2026 年 6月 30日 (火)
ホームライフスタイル参鶏湯1杯2000円超も…韓国で進むスタミナ食の「家チキン」化、物価高でレトルト急成長

参鶏湯1杯2000円超も…韓国で進むスタミナ食の「家チキン」化、物価高でレトルト急成長

新世界フード(c)news1

夏の本格的な暑さを迎える「初伏」を約1カ月後に控え、韓国では夏のスタミナ料理(滋養食)の定番である鶏スープ「参鶏湯(サムゲタン)」の風景が様変わりしている。記録的な物価高の影響で専門店の価格が1杯2万ウォン(約2200円)に迫る中、店への足を遠のけた消費者が、自宅で手軽に楽しめるレトルトなどの簡便食やフライドチキンで夏を乗り切る「家チキン」需要が急増。食品業界も専門店並みの品質をうたった新商品を相次いで投入し、商戦を活発化させている。

韓国の食品大手、新世界フードでは、2026年3~5月の参鶏湯簡便食の販売量が前年同期比で38%増加した。例年以上の早期の猛暑も手伝い、5月単月では前年比55%増を記録している。同社はスーパーフードを取り入れた新商品を発売するなどラインアップを拡充。オンラインでの販売価格は1パック1万ウォン(約1100円)以下と専門店の半額程度に抑え、セット購入による割引などで消費者の財布の紐を緩めている。また、老舗のオットギも高級食材を使用したプレミアムな参鶏湯を投入し、自宅で本格的な味を楽しみたい40~50代の需要を掘り起こしている。

この動きは参鶏湯にとどまらず、フライドチキンやタッカルビといった幅広い鶏肉メニューへも波及している。ジェネシスBBQグループの今年1~3月期の家庭向け流通部門の売上高は前年同期比で約2倍に成長し、販売チャンネルも大幅に拡大した。さらにCJ第一製糖が立ち上げた冷凍チキンの独立ブランド「ソババ」は、発売からわずか3カ月で累計売上高60億ウォン(約6億6000万円)を突破。累計販売数が2500万袋を超えるなど、いまや家庭用冷凍チキンの代表格として市場を牽引している。

市場急成長の背景には、かつて「手抜きの代替食」と見なされていたレトルトや冷凍食品の劇的な品質向上がある。メーカー各社が研究を重ね、専門店の味に劣らないクオリティーを実現したことで消費者の意識が変化した。加えて、油を使わずに調理できるエアフライヤーの普及や、調理の手間を省きたい単身世帯の増加といったライフスタイルの変化も追い風となっている。

何より最大の要因は深刻な物価高だ。

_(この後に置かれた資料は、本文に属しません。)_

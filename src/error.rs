//! Error types surfaced at level load, configuration and spawn time.
//!
//! Per-tick dot decisions never fail; every branch degrades to "stay put".

use thiserror::Error;

#[derive(Debug, Error)]
pub enum LevelError {
    #[error("I/O error: {0}")]
    Io(#[from] std::io::Error),

    #[error("level has no rows")]
    Empty,

    #[error("row {row} has width {found}, expected {expected}")]
    RaggedRow {
        row: usize,
        expected: usize,
        found: usize,
    },

    #[error("unknown tile {tile:?} at ({x}, {y})")]
    UnknownTile { tile: char, x: usize, y: usize },

    #[error("level has no floor tiles")]
    NoFloor,

    #[error("cell size must be positive, got {0}")]
    InvalidCellSize(f32),
}

#[derive(Debug, Error)]
pub enum ConfigError {
    #[error("I/O error: {0}")]
    Io(#[from] std::io::Error),

    #[error("JSON error: {0}")]
    Json(#[from] serde_json::Error),

    #[error("invalid value for {field}: {reason}")]
    Invalid { field: &'static str, reason: String },
}

#[derive(Debug, Error)]
pub enum SpawnError {
    #[error(
        "placed {placed} of {required} dots before giving up after {attempts} attempts; \
         the level is too small or dense for the spawn distance"
    )]
    Unsatisfiable {
        placed: usize,
        required: usize,
        attempts: u32,
    },

    #[error(transparent)]
    Config(#[from] ConfigError),
}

韓国消費者院の調査によると、ソウル地域における参鶏湯1人前の平均価格は現在1万8150ウォン(約2000円)に達しており、有名専門店では2万ウォンを超えるケースも珍しくない。さらに原材料となる肉用鶏の出荷価格も前年平均から約18%高騰しており、外食・内食ともに価格負担が増している。かつては参鶏湯や水炊きを店で食べるのが一般的だった夏の風物詩だが、若い世代を中心にチキンやチムタク(鶏の煮込み料理)など選択肢が多様化しており、利便性と経済性を前面に出した家庭向け鶏肉市場の競争は今後さらに激化するとみられる。